DATA TO EXAMINE:
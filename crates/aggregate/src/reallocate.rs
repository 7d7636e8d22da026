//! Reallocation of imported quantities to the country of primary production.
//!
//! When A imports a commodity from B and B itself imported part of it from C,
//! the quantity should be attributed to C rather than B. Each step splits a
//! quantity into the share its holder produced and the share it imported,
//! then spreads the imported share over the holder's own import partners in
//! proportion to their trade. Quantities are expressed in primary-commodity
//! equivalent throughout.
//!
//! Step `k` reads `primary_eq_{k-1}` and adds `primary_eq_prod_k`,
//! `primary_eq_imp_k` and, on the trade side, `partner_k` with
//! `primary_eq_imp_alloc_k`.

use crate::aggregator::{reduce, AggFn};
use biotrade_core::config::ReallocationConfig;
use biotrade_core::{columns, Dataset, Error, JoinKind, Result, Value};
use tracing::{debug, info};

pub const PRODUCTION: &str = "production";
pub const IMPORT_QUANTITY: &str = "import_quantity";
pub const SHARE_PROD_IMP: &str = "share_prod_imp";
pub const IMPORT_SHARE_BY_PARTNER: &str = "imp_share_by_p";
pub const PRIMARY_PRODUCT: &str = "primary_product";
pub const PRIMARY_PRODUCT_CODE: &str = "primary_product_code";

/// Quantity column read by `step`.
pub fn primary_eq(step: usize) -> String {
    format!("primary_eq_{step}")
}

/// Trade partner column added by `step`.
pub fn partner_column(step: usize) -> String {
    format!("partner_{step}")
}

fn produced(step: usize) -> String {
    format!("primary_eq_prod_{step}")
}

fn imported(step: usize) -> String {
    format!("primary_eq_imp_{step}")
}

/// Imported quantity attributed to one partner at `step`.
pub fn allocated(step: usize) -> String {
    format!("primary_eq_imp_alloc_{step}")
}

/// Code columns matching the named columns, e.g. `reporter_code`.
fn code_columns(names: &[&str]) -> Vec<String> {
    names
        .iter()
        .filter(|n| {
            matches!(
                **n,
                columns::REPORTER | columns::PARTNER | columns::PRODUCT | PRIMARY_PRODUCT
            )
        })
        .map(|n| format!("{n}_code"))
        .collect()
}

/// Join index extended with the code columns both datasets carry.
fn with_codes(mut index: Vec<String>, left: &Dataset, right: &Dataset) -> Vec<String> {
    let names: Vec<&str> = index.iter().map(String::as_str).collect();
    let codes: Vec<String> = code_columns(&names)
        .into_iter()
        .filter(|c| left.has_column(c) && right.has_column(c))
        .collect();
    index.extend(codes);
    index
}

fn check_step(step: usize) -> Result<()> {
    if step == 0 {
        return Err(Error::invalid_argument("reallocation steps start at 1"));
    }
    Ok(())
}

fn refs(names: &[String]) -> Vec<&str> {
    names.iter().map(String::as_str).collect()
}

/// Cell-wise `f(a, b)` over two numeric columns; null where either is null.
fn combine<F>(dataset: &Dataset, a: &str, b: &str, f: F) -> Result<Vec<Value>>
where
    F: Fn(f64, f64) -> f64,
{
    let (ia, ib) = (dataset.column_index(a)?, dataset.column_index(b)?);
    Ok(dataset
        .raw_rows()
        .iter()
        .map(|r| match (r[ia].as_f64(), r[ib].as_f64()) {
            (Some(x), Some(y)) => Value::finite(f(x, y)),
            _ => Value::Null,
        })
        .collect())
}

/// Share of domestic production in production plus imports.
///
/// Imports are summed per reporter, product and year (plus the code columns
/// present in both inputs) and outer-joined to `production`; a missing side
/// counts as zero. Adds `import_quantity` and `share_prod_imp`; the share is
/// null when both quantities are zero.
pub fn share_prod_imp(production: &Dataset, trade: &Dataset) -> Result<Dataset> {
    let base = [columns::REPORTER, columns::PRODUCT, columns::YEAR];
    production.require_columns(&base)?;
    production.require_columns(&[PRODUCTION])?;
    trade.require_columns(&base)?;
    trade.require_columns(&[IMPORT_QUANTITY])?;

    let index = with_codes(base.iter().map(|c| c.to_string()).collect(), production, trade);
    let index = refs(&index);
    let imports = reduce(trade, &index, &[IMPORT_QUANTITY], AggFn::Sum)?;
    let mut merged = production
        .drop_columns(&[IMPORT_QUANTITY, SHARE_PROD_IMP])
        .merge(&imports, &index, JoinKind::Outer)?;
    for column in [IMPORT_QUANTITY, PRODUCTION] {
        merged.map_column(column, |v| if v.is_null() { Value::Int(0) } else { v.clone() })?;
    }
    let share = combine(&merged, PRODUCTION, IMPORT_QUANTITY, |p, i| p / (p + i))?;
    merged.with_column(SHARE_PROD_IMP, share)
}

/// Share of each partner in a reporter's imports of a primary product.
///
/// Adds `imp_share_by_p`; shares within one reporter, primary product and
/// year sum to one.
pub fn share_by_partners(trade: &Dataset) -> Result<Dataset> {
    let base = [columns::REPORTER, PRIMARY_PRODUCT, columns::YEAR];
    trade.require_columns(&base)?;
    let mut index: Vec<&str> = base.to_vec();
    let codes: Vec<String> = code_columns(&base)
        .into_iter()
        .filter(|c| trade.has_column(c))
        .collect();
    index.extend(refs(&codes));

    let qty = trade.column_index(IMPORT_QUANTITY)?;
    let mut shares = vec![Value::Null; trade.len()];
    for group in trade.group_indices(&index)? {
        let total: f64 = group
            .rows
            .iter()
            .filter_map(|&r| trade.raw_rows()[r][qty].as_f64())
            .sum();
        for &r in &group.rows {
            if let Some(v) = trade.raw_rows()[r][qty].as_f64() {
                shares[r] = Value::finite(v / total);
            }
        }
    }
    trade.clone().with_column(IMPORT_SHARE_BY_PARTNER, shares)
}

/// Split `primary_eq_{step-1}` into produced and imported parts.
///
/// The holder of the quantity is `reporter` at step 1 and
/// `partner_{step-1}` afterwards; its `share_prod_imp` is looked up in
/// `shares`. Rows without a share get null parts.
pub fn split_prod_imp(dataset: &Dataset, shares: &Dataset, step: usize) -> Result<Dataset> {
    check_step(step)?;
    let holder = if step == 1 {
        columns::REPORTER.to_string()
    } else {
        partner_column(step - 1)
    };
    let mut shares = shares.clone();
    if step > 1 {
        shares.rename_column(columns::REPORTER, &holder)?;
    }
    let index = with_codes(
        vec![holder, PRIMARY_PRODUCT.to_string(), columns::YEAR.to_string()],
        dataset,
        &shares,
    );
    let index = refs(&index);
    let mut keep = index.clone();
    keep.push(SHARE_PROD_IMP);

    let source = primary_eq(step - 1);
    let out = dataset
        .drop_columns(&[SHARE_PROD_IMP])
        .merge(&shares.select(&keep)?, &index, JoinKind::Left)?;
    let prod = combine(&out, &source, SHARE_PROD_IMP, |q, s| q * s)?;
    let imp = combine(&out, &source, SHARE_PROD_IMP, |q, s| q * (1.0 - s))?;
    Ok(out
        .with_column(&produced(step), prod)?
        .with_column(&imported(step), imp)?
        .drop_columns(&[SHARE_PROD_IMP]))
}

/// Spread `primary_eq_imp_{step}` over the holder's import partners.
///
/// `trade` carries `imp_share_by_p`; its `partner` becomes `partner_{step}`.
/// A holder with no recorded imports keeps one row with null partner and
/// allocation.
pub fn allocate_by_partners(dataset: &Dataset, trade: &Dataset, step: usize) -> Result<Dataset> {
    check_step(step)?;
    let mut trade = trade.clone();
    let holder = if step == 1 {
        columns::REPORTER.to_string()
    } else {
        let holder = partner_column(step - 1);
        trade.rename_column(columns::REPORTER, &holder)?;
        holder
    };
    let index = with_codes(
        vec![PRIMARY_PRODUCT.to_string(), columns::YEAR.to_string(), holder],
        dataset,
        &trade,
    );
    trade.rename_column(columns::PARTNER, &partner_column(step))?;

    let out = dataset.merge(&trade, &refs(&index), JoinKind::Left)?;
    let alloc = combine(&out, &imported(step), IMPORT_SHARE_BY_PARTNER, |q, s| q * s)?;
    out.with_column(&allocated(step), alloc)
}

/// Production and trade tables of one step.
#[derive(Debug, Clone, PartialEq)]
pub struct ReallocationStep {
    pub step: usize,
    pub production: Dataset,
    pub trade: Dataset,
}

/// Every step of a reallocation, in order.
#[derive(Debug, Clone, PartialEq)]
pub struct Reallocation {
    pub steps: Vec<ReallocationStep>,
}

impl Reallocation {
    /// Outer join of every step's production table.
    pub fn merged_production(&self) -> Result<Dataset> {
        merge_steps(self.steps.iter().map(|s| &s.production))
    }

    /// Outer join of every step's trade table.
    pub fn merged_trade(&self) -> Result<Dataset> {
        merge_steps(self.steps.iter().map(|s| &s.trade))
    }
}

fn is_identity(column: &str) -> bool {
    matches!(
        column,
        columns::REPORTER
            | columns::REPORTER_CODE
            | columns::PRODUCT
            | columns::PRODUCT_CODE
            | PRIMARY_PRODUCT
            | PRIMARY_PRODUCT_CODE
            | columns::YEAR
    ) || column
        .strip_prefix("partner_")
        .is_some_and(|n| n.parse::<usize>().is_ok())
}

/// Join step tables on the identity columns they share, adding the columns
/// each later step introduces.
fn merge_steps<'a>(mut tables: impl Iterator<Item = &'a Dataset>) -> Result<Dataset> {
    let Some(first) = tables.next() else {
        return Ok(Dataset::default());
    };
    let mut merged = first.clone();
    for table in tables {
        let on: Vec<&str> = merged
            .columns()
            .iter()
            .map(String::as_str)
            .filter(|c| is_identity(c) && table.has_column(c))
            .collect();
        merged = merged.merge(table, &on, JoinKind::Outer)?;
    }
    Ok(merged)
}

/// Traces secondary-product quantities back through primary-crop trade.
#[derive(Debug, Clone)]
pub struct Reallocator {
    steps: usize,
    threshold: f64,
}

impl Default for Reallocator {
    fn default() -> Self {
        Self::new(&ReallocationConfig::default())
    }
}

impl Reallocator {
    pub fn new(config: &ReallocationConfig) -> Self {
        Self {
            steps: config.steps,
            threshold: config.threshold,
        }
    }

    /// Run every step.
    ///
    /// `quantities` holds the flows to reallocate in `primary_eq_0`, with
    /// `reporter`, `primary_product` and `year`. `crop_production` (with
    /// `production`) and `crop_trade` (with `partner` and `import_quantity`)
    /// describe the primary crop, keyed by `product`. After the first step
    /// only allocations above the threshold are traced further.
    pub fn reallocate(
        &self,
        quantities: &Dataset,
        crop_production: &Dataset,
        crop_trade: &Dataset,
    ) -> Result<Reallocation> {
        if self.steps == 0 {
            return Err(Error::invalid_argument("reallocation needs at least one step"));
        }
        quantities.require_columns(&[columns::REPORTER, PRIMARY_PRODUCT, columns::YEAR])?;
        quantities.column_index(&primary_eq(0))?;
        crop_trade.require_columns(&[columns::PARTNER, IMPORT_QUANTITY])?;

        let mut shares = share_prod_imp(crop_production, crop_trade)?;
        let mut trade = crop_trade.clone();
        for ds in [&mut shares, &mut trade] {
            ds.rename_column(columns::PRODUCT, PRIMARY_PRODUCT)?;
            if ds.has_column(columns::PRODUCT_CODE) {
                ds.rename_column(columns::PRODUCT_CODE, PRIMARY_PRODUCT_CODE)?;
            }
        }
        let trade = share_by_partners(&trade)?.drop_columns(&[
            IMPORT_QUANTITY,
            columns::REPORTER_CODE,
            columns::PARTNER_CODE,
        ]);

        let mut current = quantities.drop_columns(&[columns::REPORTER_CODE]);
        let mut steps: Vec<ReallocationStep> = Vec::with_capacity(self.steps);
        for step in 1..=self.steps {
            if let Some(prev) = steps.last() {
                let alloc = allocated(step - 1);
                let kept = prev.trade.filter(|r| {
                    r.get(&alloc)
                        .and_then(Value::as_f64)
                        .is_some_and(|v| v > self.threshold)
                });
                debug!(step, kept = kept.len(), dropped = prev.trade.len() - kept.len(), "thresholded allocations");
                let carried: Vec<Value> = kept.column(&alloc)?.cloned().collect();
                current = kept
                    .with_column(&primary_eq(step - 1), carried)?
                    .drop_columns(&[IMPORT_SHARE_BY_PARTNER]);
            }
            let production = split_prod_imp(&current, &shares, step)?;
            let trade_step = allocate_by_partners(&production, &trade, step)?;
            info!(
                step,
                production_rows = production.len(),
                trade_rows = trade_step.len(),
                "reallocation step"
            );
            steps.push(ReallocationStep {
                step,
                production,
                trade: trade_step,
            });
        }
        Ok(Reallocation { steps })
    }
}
...
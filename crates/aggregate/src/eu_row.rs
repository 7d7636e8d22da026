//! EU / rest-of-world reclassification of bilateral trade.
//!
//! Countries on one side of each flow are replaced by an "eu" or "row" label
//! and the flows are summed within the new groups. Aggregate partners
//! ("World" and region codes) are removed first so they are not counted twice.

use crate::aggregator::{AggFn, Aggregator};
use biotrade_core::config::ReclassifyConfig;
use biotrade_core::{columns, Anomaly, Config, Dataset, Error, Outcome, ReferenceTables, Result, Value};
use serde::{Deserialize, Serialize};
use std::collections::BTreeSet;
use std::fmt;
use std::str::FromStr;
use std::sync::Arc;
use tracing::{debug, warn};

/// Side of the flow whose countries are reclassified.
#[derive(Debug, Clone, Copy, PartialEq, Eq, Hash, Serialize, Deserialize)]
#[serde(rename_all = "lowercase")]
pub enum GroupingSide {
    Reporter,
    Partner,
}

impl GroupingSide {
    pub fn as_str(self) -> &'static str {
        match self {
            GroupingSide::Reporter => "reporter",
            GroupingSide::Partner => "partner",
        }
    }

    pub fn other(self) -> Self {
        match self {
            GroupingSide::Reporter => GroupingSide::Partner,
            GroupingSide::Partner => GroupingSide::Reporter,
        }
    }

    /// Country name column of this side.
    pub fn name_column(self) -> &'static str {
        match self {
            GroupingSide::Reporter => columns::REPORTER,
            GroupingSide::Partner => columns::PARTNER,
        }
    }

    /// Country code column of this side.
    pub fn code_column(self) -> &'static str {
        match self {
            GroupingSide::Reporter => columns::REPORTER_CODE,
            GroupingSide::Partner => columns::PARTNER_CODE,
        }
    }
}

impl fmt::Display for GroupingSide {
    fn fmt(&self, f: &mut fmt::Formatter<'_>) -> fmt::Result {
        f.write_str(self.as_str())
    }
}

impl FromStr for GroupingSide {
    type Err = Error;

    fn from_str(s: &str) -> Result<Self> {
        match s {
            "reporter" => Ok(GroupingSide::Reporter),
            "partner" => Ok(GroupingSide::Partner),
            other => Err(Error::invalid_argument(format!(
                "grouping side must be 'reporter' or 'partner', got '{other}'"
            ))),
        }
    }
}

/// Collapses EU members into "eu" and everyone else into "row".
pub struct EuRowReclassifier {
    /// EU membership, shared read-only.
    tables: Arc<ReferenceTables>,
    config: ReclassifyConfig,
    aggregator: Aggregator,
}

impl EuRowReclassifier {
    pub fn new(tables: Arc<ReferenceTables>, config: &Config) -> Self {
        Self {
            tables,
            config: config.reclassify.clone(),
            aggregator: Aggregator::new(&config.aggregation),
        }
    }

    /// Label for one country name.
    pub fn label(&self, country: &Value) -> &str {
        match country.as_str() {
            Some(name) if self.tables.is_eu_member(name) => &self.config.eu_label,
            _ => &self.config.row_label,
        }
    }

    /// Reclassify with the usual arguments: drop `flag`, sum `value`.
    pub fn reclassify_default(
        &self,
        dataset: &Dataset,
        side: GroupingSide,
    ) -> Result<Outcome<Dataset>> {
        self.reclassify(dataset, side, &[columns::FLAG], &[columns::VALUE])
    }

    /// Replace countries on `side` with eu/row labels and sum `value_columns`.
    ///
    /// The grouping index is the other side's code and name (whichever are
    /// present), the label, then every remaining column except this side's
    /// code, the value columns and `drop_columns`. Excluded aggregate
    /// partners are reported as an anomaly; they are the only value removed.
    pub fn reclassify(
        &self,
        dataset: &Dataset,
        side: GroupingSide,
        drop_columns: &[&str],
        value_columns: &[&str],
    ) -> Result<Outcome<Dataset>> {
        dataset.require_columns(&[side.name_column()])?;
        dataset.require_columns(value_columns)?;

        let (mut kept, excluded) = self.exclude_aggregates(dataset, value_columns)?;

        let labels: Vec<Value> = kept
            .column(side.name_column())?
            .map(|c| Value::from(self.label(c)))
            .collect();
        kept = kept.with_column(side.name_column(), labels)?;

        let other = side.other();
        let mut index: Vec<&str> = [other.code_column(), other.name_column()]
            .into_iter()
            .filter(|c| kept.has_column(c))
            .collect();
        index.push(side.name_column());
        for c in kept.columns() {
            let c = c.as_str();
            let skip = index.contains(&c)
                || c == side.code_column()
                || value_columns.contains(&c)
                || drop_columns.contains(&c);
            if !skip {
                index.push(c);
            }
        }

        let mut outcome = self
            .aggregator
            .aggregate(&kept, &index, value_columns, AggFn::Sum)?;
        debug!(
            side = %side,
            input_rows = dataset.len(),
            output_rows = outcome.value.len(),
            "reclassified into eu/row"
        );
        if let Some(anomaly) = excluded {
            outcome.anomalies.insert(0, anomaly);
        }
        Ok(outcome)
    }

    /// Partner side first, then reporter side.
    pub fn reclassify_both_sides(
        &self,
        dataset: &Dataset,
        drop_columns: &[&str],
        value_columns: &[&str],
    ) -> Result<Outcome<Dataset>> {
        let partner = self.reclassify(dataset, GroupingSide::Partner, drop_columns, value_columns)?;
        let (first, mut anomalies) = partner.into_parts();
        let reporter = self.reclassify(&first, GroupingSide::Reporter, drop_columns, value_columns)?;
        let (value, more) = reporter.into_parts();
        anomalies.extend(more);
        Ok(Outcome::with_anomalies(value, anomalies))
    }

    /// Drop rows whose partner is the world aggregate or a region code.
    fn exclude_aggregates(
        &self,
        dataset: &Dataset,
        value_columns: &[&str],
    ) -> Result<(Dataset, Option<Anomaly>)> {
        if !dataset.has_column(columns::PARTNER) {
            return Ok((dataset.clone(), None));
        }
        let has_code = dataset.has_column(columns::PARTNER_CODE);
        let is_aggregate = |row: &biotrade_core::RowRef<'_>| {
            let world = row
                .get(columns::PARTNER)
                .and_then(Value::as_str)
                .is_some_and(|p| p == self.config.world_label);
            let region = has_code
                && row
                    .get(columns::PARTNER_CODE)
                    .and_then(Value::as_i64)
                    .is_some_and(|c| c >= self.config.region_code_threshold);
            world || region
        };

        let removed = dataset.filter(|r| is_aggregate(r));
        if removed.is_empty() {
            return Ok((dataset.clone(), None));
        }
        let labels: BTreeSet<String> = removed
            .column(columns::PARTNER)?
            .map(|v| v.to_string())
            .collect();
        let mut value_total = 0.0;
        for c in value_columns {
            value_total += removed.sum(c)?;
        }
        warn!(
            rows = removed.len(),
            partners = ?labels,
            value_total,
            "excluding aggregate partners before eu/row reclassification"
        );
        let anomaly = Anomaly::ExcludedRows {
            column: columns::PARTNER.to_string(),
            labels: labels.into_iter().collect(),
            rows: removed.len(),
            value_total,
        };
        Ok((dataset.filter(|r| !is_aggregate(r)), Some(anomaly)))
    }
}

TASK GOAL: Transcribe the records above from the line holding "filename crates/aggregate/src/reallocate.rs" down to the line holding "import partners in", inclusive, without adding anything.

SOLVED PROBLEM:
filename crates/aggregate/src/reallocate.rs
repository 7d7636e8d22da026
//! Reallocation of imported quantities to the country of primary production.
//!
//! When A imports a commodity from B and B itself imported part of it from C,
//! the quantity should be attributed to C rather than B. Each step splits a
//! quantity into the share its holder produced and the share it imported,
//! then spreads the imported share over the holder's own import partners in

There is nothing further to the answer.